Sabtu, 23 Juni 2018

kehidupan politik ekonomi sosial dan budaya pada masa kerajaan buleleng dan kerajaan dinasti warmadewa di bali

1.      Kehidupan Politik

Dinasti Warmadewa didirikan oleh Sri Kesari Warmadewa. Berdasarkan prasasti Belanjong, Sri Kesari Warmadewa merupakan keturunan bangsawan Sriwijaya yang gagal menaklukkan Kerajaan Tarumanegara di Jawa Barat. Kegagalan tersebut menyebabkan Sri Kesari Warmadewa memilih pergi ke Bali dan mendirikan sebuah pemerintahan baru di wilayah Buleleng.
Pada tahun 989-1011 Kerajaan Buleleng diperintah oleh Udayana Warmadewa. Udayana memiliki tiga putra, yaitu Airlangga, Marakatapangkaja, dan Anak Wungsu.

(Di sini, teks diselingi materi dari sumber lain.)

//! # numlease-phone
//!
//! Pure, stateless phone-number rules.
//!
//! - [`PrefixTable`]: which prefixes belong to which carrier and segment
//! - [`CandidateGenerator`]: random candidate numbers matching filters,
//!   behind the [`CandidateSource`] trait
//! - [`PhoneValidator`]: format checks and classification of caller-supplied
//!   numbers
//!
//! Nothing here touches shared state, so none of it needs synchronization.

pub mod generator;
pub mod prefix;
pub mod validator;

#[cfg(any(test, feature = "test-helpers"))]
pub use generator::FixedCandidates;
pub use generator::{CandidateGenerator, CandidateSource};
pub use prefix::PrefixTable;
pub use validator::{Classification, PhoneValidator};
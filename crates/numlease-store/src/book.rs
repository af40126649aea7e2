//! The number book: lease and blacklist tables, sharded by phone number.
//!
//! A phone always maps to the same shard, and one shard lock guards both
//! tables for every phone it owns. Holding the lock of `phone`'s shard
//! therefore gives a consistent view of that phone's lease and exclusions.
//!
//! Lock order across the workspace is account → shard. Code holding a
//! shard lock must never take an account lock.

use std::hash::{DefaultHasher, Hash, Hasher};
use std::sync::{Mutex, MutexGuard};

use numlease_types::{AccountId, BlacklistEntry, Lease, PhoneNumber, ProjectId, Result};

use crate::{BlacklistStore, LeaseStore};

/// The lease and blacklist tables for one slice of the number space.
#[derive(Debug, Default)]
pub struct Shard {
    pub leases: LeaseStore,
    pub blacklist: BlacklistStore,
}

#[derive(Debug)]
pub struct NumberBook {
    shards: Vec<Mutex<Shard>>,
}

impl NumberBook {
    /// Create a book with `shards` lock shards (at least one).
    #[must_use]
    pub fn new(shards: usize) -> Self {
        Self {
            shards: (0..shards.max(1)).map(|_| Mutex::default()).collect(),
        }
    }

    /// Rebuild a book from exported records.
    #[must_use]
    pub fn from_records(
        shards: usize,
        leases: impl IntoIterator<Item = Lease>,
        blacklist: impl IntoIterator<Item = BlacklistEntry>,
    ) -> Self {
        let mut book = Self::new(shards);
        for lease in leases {
            let idx = book.shard_index(&lease.phone);
            if let Ok(shard) = book.shards[idx].get_mut() {
                shard.leases.insert_if_absent(lease);
            }
        }
        for entry in blacklist {
            let idx = book.shard_index(&entry.phone);
            if let Ok(shard) = book.shards[idx].get_mut() {
                shard.blacklist.restore(entry);
            }
        }
        book
    }

    #[must_use]
    pub fn shard_count(&self) -> usize {
        self.shards.len()
    }

    /// Run `f` with `phone`'s shard locked.
    pub fn with_phone<T>(&self, phone: &PhoneNumber, f: impl FnOnce(&mut Shard) -> T) -> Result<T> {
        let mut shard = self.shards[self.shard_index(phone)].lock()?;
        Ok(f(&mut shard))
    }

    /// Copy of the lease record for `phone`, in any state.
    pub fn find(&self, phone: &PhoneNumber) -> Result<Option<Lease>> {
        self.with_phone(phone, |shard| shard.leases.find(phone).cloned())
    }

    /// Whether `phone` is excluded within `project`.
    pub fn is_blacklisted(&self, phone: &PhoneNumber, project: &ProjectId) -> Result<bool> {
        self.with_phone(phone, |shard| shard.blacklist.contains(phone, project))
    }

    /// Active leases `account` holds under `project`, sorted by phone.
    ///
    /// Shards are visited one at a time, so the result is not a snapshot
    /// if other accounts are writing concurrently. It is exact for
    /// `account` when called under that account's ledger lock.
    pub fn find_by_owner_and_project(
        &self,
        account: AccountId,
        project: &ProjectId,
    ) -> Result<Vec<Lease>> {
        let mut found = Vec::new();
        for shard in &self.shards {
            let shard = shard.lock()?;
            for phone in shard.leases.find_by_owner_and_project(account, project) {
                if let Some(lease) = shard.leases.find(&phone) {
                    found.push(lease.clone());
                }
            }
        }
        found.sort_unstable_by(|a, b| a.phone.cmp(&b.phone));
        Ok(found)
    }

    /// Every record, with all shards locked at once (in index order).
    pub fn export(&self) -> Result<(Vec<Lease>, Vec<BlacklistEntry>)> {
        let guards: Vec<MutexGuard<'_, Shard>> = self
            .shards
            .iter()
            .map(Mutex::lock)
            .collect::<std::result::Result<_, _>>()?;
        let mut leases: Vec<Lease> = guards
            .iter()
            .flat_map(|s| s.leases.iter().cloned())
            .collect();
        let mut blacklist: Vec<BlacklistEntry> = guards
            .iter()
            .flat_map(|s| s.blacklist.iter().cloned())
            .collect();
        drop(guards);
        leases.sort_unstable_by(|a, b| a.phone.cmp(&b.phone));
        blacklist.sort_unstable_by(|a, b| {
            a.phone.cmp(&b.phone).then_with(|| a.project.cmp(&b.project))
        });
        Ok((leases, blacklist))
    }

    fn shard_index(&self, phone: &PhoneNumber) -> usize {
        let mut hasher = DefaultHasher::new();
        phone.hash(&mut hasher);
        // Truncation is fine: only the low bits pick the shard.
        #[allow(clippy::cast_possible_truncation)]
        let h = hasher.finish() as usize;
        h % self.shards.len()
    }
}

impl Default for NumberBook {
    fn default() -> Self {
        Self::new(numlease_types::constants::DEFAULT_STORE_SHARDS)
    }
}
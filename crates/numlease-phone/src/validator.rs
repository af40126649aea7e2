//! Validation and classification of caller-supplied numbers.

use numlease_types::{
    Carrier, CarrierFilter, FilterKind, LeaseError, PhoneNumber, Result, Segment,
    SegmentFilter, constants,
};

use crate::prefix::PrefixTable;

/// Detected classes of a valid number.
#[derive(Debug, Clone, Copy, PartialEq, Eq, Hash)]
pub struct Classification {
    pub carrier: Carrier,
    pub segment: Segment,
}

/// Checks number format against a prefix table. Stateless apart from the
/// table it was built with.
#[derive(Debug, Clone, Default)]
pub struct PhoneValidator {
    table: PrefixTable,
}

impl PhoneValidator {
    #[must_use]
    pub fn new(table: PrefixTable) -> Self {
        Self { table }
    }

    #[must_use]
    pub fn table(&self) -> &PrefixTable {
        &self.table
    }

    /// Classify `phone`, or `None` if it is not a valid number.
    ///
    /// Valid means: exactly eleven ASCII digits starting with a prefix that
    /// some carrier table contains.
    #[must_use]
    pub fn classify(&self, phone: &PhoneNumber) -> Option<Classification> {
        let digits = phone.as_str();
        if digits.len() != constants::PHONE_LENGTH || !digits.bytes().all(|b| b.is_ascii_digit()) {
            return None;
        }
        let prefix = phone.prefix()?;
        let carrier = self.table.carrier_of(prefix)?;
        Some(Classification {
            carrier,
            segment: self.table.segment_of(prefix),
        })
    }

    #[must_use]
    pub fn is_valid(&self, phone: &PhoneNumber) -> bool {
        self.classify(phone).is_some()
    }

    /// Classify `phone`, failing with `InvalidPhoneFormat` if it is not valid.
    pub fn validate(&self, phone: &PhoneNumber) -> Result<Classification> {
        self.classify(phone)
            .ok_or_else(|| LeaseError::InvalidPhoneFormat(phone.clone()))
    }

    /// Validate `phone` and check it against the requested filters.
    ///
    /// Unrestricted filters always match.
    ///
    /// # Errors
    /// - `InvalidPhoneFormat` if the number is not valid
    /// - `FilterMismatch` naming the first filter that does not match
    pub fn check_filters(
        &self,
        phone: &PhoneNumber,
        carrier: CarrierFilter,
        segment: SegmentFilter,
    ) -> Result<Classification> {
        let class = self.validate(phone)?;
        if carrier.is_some_and(|c| c != class.carrier) {
            return Err(LeaseError::FilterMismatch {
                phone: phone.clone(),
                kind: FilterKind::Carrier,
            });
        }
        if segment.is_some_and(|s| s != class.segment) {
            return Err(LeaseError::FilterMismatch {
                phone: phone.clone(),
                kind: FilterKind::Segment,
            });
        }
        Ok(class)
    }
}
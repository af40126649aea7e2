//! Candidate number generation.
//!
//! A candidate is a random number whose prefix fits the requested filters.
//! Generation has no memory: it does not know which numbers are leased or
//! blacklisted, so callers must check every candidate.

use numlease_types::{CarrierFilter, PhoneNumber, SegmentFilter, constants};
use rand::Rng;

use crate::prefix::PrefixTable;

/// Something that proposes candidate numbers for allocation.
pub trait CandidateSource: Send + Sync {
    /// Propose one number matching the filters.
    fn draw(&self, carrier: CarrierFilter, segment: SegmentFilter) -> PhoneNumber;
}

/// Draws a prefix uniformly from the qualifying set, then eight
/// independent uniform digits.
#[derive(Debug, Clone, Default)]
pub struct CandidateGenerator {
    table: PrefixTable,
}

impl CandidateGenerator {
    #[must_use]
    pub fn new(table: PrefixTable) -> Self {
        Self { table }
    }

    /// Generate one candidate using the supplied RNG.
    pub fn generate<R: Rng + ?Sized>(
        &self,
        rng: &mut R,
        carrier: CarrierFilter,
        segment: SegmentFilter,
    ) -> PhoneNumber {
        let prefixes = self.table.candidates(carrier, segment);
        let mut number = String::with_capacity(constants::PHONE_LENGTH);
        if !prefixes.is_empty() {
            number.push_str(prefixes[rng.gen_range(0..prefixes.len())]);
        }
        while number.len() < constants::PHONE_LENGTH {
            number.push(char::from(b'0' + rng.gen_range(0..10u8)));
        }
        PhoneNumber::new(number)
    }
}

impl CandidateSource for CandidateGenerator {
    fn draw(&self, carrier: CarrierFilter, segment: SegmentFilter) -> PhoneNumber {
        self.generate(&mut rand::thread_rng(), carrier, segment)
    }
}

/// Deterministic candidate source cycling through a fixed list, ignoring
/// filters. Used to restrict the candidate space in tests.
#[cfg(any(test, feature = "test-helpers"))]
#[derive(Debug)]
pub struct FixedCandidates {
    numbers: Vec<PhoneNumber>,
    next: std::sync::atomic::AtomicUsize,
}

#[cfg(any(test, feature = "test-helpers"))]
impl FixedCandidates {
    /// # Panics
    /// Panics if `numbers` is empty.
    pub fn new<I, P>(numbers: I) -> Self
    where
        I: IntoIterator<Item = P>,
        P: Into<PhoneNumber>,
    {
        let numbers: Vec<PhoneNumber> = numbers.into_iter().map(Into::into).collect();
        assert!(!numbers.is_empty(), "FixedCandidates needs at least one number");
        Self {
            numbers,
            next: std::sync::atomic::AtomicUsize::new(0),
        }
    }

    /// Total draws so far.
    pub fn draws(&self) -> usize {
        self.next.load(std::sync::atomic::Ordering::SeqCst)
    }
}

#[cfg(any(test, feature = "test-helpers"))]
impl CandidateSource for FixedCandidates {
    fn draw(&self, _carrier: CarrierFilter, _segment: SegmentFilter) -> PhoneNumber {
        let n = self.next.fetch_add(1, std::sync::atomic::Ordering::SeqCst);
        self.numbers[n % self.numbers.len()].clone()
    }
}
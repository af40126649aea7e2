//! End-to-end tests through the async service: credentials, rate limiting,
//! admission, and the outcome envelope.

use std::sync::Arc;

use chrono::Duration;
use numlease_core::{Delivery, FixedDelivery, InMemoryCatalog, LeaseManager};
use numlease_gateway::{LeaseService, SessionTable};
use numlease_phone::FixedCandidates;
use numlease_types::{AccountId, LeaseConfig, Project, RateLimitConfig};
use rust_decimal::Decimal;

struct Fixture {
    service: LeaseService,
    sessions: Arc<SessionTable>,
}

impl Fixture {
    fn new(config: LeaseConfig, numbers: &[&str], delivery: FixedDelivery) -> Self {
        let catalog = Arc::new(
            InMemoryCatalog::with_projects([
                Project::new("kg", "KuGou Music", Decimal::new(10, 2)),
                Project::new("wx", "WeChat", Decimal::new(25, 2)),
            ])
            .unwrap(),
        );
        let manager = LeaseManager::new(config, catalog.clone())
            .with_candidates(Arc::new(FixedCandidates::new(numbers.iter().copied())))
            .with_delivery(Arc::new(delivery));
        let sessions = Arc::new(SessionTable::new());
        let service = LeaseService::new(Arc::new(manager), catalog, sessions.clone());
        Self { service, sessions }
    }

    fn default_with(numbers: &[&str]) -> Self {
        Self::new(LeaseConfig::default(), numbers, FixedDelivery::never())
    }

    async fn funded_token(&self, amount: Decimal) -> String {
        let token = self
            .sessions
            .issue(AccountId::new(), Duration::hours(1))
            .unwrap();
        assert!(self.service.recharge(&token, amount).await.is_ok());
        token
    }
}

#[tokio::test]
async fn lease_then_code_spends_the_price() {
    let fx = Fixture::new(
        LeaseConfig::default(),
        &["13800000001"],
        FixedDelivery::always("424242"),
    );
    let token = fx.funded_token(Decimal::ONE).await;

    let leased = fx.service.get_phone(&token, "kg", 0, 0).await;
    assert!(leased.is_ok(), "{}", leased.message);
    assert_eq!(leased.code, 1);
    let allocation = leased.data.unwrap();
    assert_eq!(allocation.phone.as_str(), "13800000001");
    assert_eq!(allocation.balance, Decimal::new(90, 2));

    let polled = fx
        .service
        .get_sms_code(&token, "kg", "13800000001")
        .await;
    assert_eq!(polled.data.as_ref().and_then(Delivery::code), Some("424242"));

    let balance = fx.service.balance(&token).await.data.unwrap();
    assert_eq!(balance.available, Decimal::new(90, 2));
    assert_eq!(balance.reserved, Decimal::ZERO);
}

#[tokio::test]
async fn pending_code_keeps_reservation() {
    let fx = Fixture::default_with(&["13800000001"]);
    let token = fx.funded_token(Decimal::ONE).await;
    fx.service.get_phone(&token, "kg", 1, 1).await;

    let polled = fx
        .service
        .get_sms_code(&token, "kg", "13800000001")
        .await;
    assert!(polled.is_ok());
    assert_eq!(polled.data, Some(Delivery::Pending));
    let balance = fx.service.balance(&token).await.data.unwrap();
    assert_eq!(balance.reserved, Decimal::new(10, 2));
}

#[tokio::test]
async fn bad_credential_is_401_and_touches_nothing() {
    let fx = Fixture::default_with(&["13800000001"]);
    let out = fx.service.get_phone("not-a-token", "kg", 0, 0).await;
    assert!(!out.is_ok());
    assert_eq!(out.http_status, 401);
    assert_eq!(out.code, -1);
    assert!(fx.service.manager().book().export().unwrap().0.is_empty());
}

#[tokio::test]
async fn out_of_range_filter_code_is_400() {
    let fx = Fixture::default_with(&["13800000001"]);
    let token = fx.funded_token(Decimal::ONE).await;
    let out = fx.service.get_phone(&token, "kg", 9, 0).await;
    assert_eq!(out.http_status, 400);
    assert!(out.message.starts_with("NL_ERR_301"));
    let out = fx.service.get_phone(&token, "kg", 0, 7).await;
    assert_eq!(out.http_status, 400);
}

#[tokio::test]
async fn business_refusals_use_negative_codes() {
    let fx = Fixture::default_with(&["13800000001"]);
    let poor = fx
        .sessions
        .issue(AccountId::new(), Duration::hours(1))
        .unwrap();
    let out = fx.service.get_phone(&poor, "kg", 0, 0).await;
    assert_eq!(out.code, -2);
    assert_eq!(out.http_status, 200);

    let a = fx.funded_token(Decimal::ONE).await;
    let b = fx.funded_token(Decimal::ONE).await;
    assert!(fx.service.get_phone(&a, "kg", 0, 0).await.is_ok());
    let out = fx.service.get_phone(&b, "kg", 0, 0).await;
    assert_eq!(out.code, -3);
    assert_eq!(out.http_status, 200);
}

#[tokio::test]
async fn unknown_project_is_404() {
    let fx = Fixture::default_with(&["13800000001"]);
    let token = fx.funded_token(Decimal::ONE).await;
    let out = fx.service.get_phone(&token, "nope", 0, 0).await;
    assert_eq!(out.http_status, 404);
    assert!(out.message.starts_with("NL_ERR_200"));
}

#[tokio::test]
async fn full_gate_sheds_load_and_recovers() {
    let config = LeaseConfig {
        admission_permits: 2,
        ..LeaseConfig::default()
    };
    let fx = Fixture::new(config, &["13800000001"], FixedDelivery::never());
    let token = fx.funded_token(Decimal::ONE).await;

    let gate = fx.service.gate();
    let held: Vec<_> = (0..2).map(|_| gate.try_admit().unwrap()).collect();
    let out = fx.service.get_phone(&token, "kg", 0, 0).await;
    assert_eq!(out.http_status, 503);
    assert!(out.message.starts_with("NL_ERR_800"));
    assert_eq!(fx.service.balance(&token).await.http_status, 503);

    drop(held);
    let out = fx.service.get_phone(&token, "kg", 0, 0).await;
    assert!(out.is_ok(), "{}", out.message);
    assert_eq!(gate.available(), 2);
}

#[tokio::test]
async fn rate_limit_applies_per_account() {
    let config = LeaseConfig {
        rate_limit: Some(RateLimitConfig {
            max_calls: 3,
            window_ms: 60_000,
        }),
        ..LeaseConfig::default()
    };
    let fx = Fixture::new(config, &["13800000001"], FixedDelivery::never());
    // Funding uses one call of the window.
    let a = fx.funded_token(Decimal::ONE).await;
    let b = fx.funded_token(Decimal::ONE).await;

    assert!(fx.service.balance(&a).await.is_ok());
    assert!(fx.service.balance(&a).await.is_ok());
    let out = fx.service.balance(&a).await;
    assert_eq!(out.http_status, 429);
    assert!(out.message.starts_with("NL_ERR_101"));

    assert!(fx.service.balance(&b).await.is_ok());
}

#[tokio::test]
async fn disabled_rate_limit_never_refuses() {
    let config = LeaseConfig {
        rate_limit: None,
        ..LeaseConfig::default()
    };
    let fx = Fixture::new(config, &["13800000001"], FixedDelivery::never());
    let token = fx.funded_token(Decimal::ONE).await;
    for _ in 0..500 {
        assert!(fx.service.balance(&token).await.is_ok());
    }
}

#[tokio::test]
async fn release_and_blacklist_round_trip() {
    let fx = Fixture::default_with(&["13800000001", "13800000002"]);
    let token = fx.funded_token(Decimal::ONE).await;

    let phone = fx.service.get_phone(&token, "kg", 0, 0).await.data.unwrap().phone;
    assert_eq!(phone.as_str(), "13800000001");
    assert!(fx.service.blacklist_phone(&token, "kg", phone.as_str()).await.is_ok());
    let out = fx.service.blacklist_phone(&token, "kg", phone.as_str()).await;
    assert_eq!(out.http_status, 409);

    let next = fx.service.get_phone(&token, "kg", 0, 0).await.data.unwrap().phone;
    assert_eq!(next.as_str(), "13800000002");
    assert!(fx.service.release_phone(&token, "kg", next.as_str()).await.is_ok());
    let out = fx.service.release_phone(&token, "kg", next.as_str()).await;
    assert_eq!(out.http_status, 404);

    let balance = fx.service.balance(&token).await.data.unwrap();
    assert_eq!(balance.available, Decimal::ONE);
}

#[tokio::test]
async fn specified_phone_and_recharge_validation() {
    let fx = Fixture::default_with(&["13800000001"]);
    let token = fx.funded_token(Decimal::ONE).await;

    let out = fx
        .service
        .get_specified_phone(&token, "wx", "13400000000", 2, 0)
        .await;
    assert_eq!(out.http_status, 400);
    assert!(out.message.starts_with("NL_ERR_302"));

    let out = fx
        .service
        .get_specified_phone(&token, "wx", "13400000000", 1, 0)
        .await;
    assert!(out.is_ok(), "{}", out.message);
    assert_eq!(out.data.unwrap().reserved_amount, Decimal::new(25, 2));

    let out = fx.service.recharge(&token, Decimal::ZERO).await;
    assert_eq!(out.http_status, 400);
    assert!(out.message.starts_with("NL_ERR_202"));
}

#[tokio::test]
async fn search_requires_credential() {
    let fx = Fixture::default_with(&["13800000001"]);
    let token = fx.funded_token(Decimal::ONE).await;

    let found = fx.service.search_projects(&token, None, Some("music")).await;
    let ids: Vec<String> = found
        .data
        .unwrap()
        .into_iter()
        .map(|p| p.id.as_str().to_string())
        .collect();
    assert_eq!(ids, vec!["kg"]);

    let out = fx.service.search_projects("bogus", None, None).await;
    assert_eq!(out.http_status, 401);
}

#[tokio::test(flavor = "multi_thread", worker_threads = 4)]
async fn concurrent_requests_for_one_number() {
    let fx = Fixture::default_with(&["13800000001"]);
    let a = fx.funded_token(Decimal::ONE).await;
    let b = fx.funded_token(Decimal::ONE).await;

    let (ra, rb) = tokio::join!(
        fx.service.get_phone(&a, "kg", 0, 0),
        fx.service.get_phone(&b, "kg", 0, 0)
    );
    let wins = [ra.is_ok(), rb.is_ok()].iter().filter(|w| **w).count();
    assert_eq!(wins, 1);
    let loser = if ra.is_ok() { rb } else { ra };
    assert_eq!(loser.code, -3);

    assert_eq!(fx.service.gate().available(), fx.service.gate().capacity());
    fx.service.snapshot().await.unwrap().audit().unwrap();
}

#[tokio::test]
async fn oversized_recharge_is_refused_and_account_keeps_working() {
    let fx = Fixture::default_with(&["13800000001"]);
    let token = fx.funded_token(Decimal::MAX).await;

    let second = fx.service.recharge(&token, Decimal::MAX).await;
    assert!(!second.is_ok());
    assert_eq!(second.http_status, 400);
    assert!(second.message.starts_with("NL_ERR_202"), "{}", second.message);

    let balance = fx.service.balance(&token).await;
    assert!(balance.is_ok(), "{}", balance.message);
    assert_eq!(balance.data.unwrap().available, Decimal::MAX);

    let leased = fx.service.get_phone(&token, "kg", 0, 0).await;
    assert!(leased.is_ok(), "{}", leased.message);
    fx.service.snapshot().await.unwrap().audit().unwrap();
}
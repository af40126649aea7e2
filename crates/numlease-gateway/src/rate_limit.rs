//! Per-account sliding-window rate limiter.

use std::collections::{HashMap, VecDeque};

use numlease_types::{AccountId, LeaseError, RateLimitConfig, Result};

/// Counts calls per account over the last `window_ms` milliseconds.
#[derive(Debug)]
pub struct RateLimiter {
    /// `AccountId → timestamps of recent calls` (monotonically increasing)
    windows: HashMap<AccountId, VecDeque<u64>>,
    window_ms: u64,
    max_calls: usize,
    /// When idle accounts were last dropped.
    last_prune_ms: u64,
}

impl RateLimiter {
    #[must_use]
    pub fn new(config: RateLimitConfig) -> Self {
        Self {
            windows: HashMap::new(),
            window_ms: config.window_ms,
            max_calls: config.max_calls,
            last_prune_ms: 0,
        }
    }

    /// Record a call at `now_ms` if the account is under its limit.
    ///
    /// Once per window, accounts with no recent call are forgotten.
    pub fn check_and_record(&mut self, account: AccountId, now_ms: u64) -> Result<()> {
        if now_ms.saturating_sub(self.last_prune_ms) >= self.window_ms {
            self.prune(now_ms);
            self.last_prune_ms = now_ms;
        }

        let window = self.windows.entry(account).or_default();

        let window_ms = self.window_ms;
        while window.front().is_some_and(|&t| t + window_ms <= now_ms) {
            window.pop_front();
        }

        if window.len() >= self.max_calls {
            return Err(LeaseError::RateLimited {
                calls: window.len(),
                window_ms: self.window_ms,
            });
        }

        window.push_back(now_ms);
        Ok(())
    }

    /// Drop accounts with no call inside the window ending at `now_ms`.
    pub fn prune(&mut self, now_ms: u64) {
        let window_ms = self.window_ms;
        self.windows
            .retain(|_, w| w.back().is_some_and(|&t| t + window_ms > now_ms));
    }

    /// Calls counted for `account` right now.
    #[must_use]
    pub fn recent_calls(&self, account: AccountId) -> usize {
        self.windows.get(&account).map_or(0, VecDeque::len)
    }

    /// Accounts currently tracked.
    #[must_use]
    pub fn tracked(&self) -> usize {
        self.windows.len()
    }
}
//! # numlease-types
//!
//! Shared types, errors, and configuration for **numlease**.
//!
//! This crate is the leaf dependency of the workspace: every other crate
//! depends on it. It defines:
//!
//! - **Identifiers**: [`AccountId`], [`ProjectId`], [`PhoneNumber`]
//! - **Number classes**: [`Carrier`], [`Segment`], [`CarrierFilter`], [`SegmentFilter`]
//! - **Lease model**: [`Lease`], [`LeaseStatus`], [`BlacklistEntry`]
//! - **Balance model**: [`AccountBalance`]
//! - **Catalog model**: [`Project`]
//! - **Configuration**: [`LeaseConfig`], [`RateLimitConfig`]
//! - **Errors**: [`LeaseError`] with `NL_ERR_` prefix codes
//! - **Constants**: policy defaults and outcome codes

pub mod balance;
pub mod classes;
pub mod config;
pub mod constants;
pub mod error;
pub mod ids;
pub mod lease;
pub mod project;

pub use balance::*;
pub use classes::*;
pub use config::*;
pub use error::*;
pub use ids::*;
pub use lease::*;
pub use project::*;

// Constants are accessed via `numlease_types::constants::FOO`
// (not re-exported to avoid name collisions).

Kelak, Airlangga akan menjadi raja terbesar Kerajaan Medang Kamulan di Jawa Timur. Menurut prasasti yang terdapat di pura batu Madeg, Raja Udayana menjalin hubungan erat dengan Dinasti Isyana di Jawa Timur. Hubungan ini dilakukan karena permaisuri Udayana bernama Gunapriya Dharmapatni merupakan keturunan Mpu Sindok. Kedudukan Raja Udayana digantikan putranya, yaitu Marakatapangkaja.
Rakyat Buleleng menganggap Marakatapangkaja sebagai sumber kebeneran hukum karena ia selalu melindungi rakyatanya. Marakatapangkaja membangun beberapa tempat peribadatan untuk rakyat. Salah satu peninggalan Marakatapangkaja adalah kompleks candi di Gunung Kawi (Tampaksiring). Pemerintahan Marakatapangkaja digantikan oleh adiknya, Anak Wungsu. Anak Wungsu merupakan raja terbesar dari Dinasti Warmadewa. Anak Wungsu berhasil menjaga kestabilan kerajaan dengan menanggulangi berbagai gangguan, baik dari dalam maupun luar kerajaan.
Dalam menjalankan pemerinahan, Raja Buleleng dibantu oleh badan penasihat pusat yang disebut pakirankiran i jro makabehan. Badan ini terdiri atas senapati dan pendeta Siwa serta Buddha. Badan ini berkewajiban memberi tafsiran dan nasihat kepada raja atas berbagai permasalahan yang muncul dalam masyarakat. Senapati bertugas di bidang kehakiman dan pemerintahan, sedangkan pendeta mengurusi masalah sosial dan agama.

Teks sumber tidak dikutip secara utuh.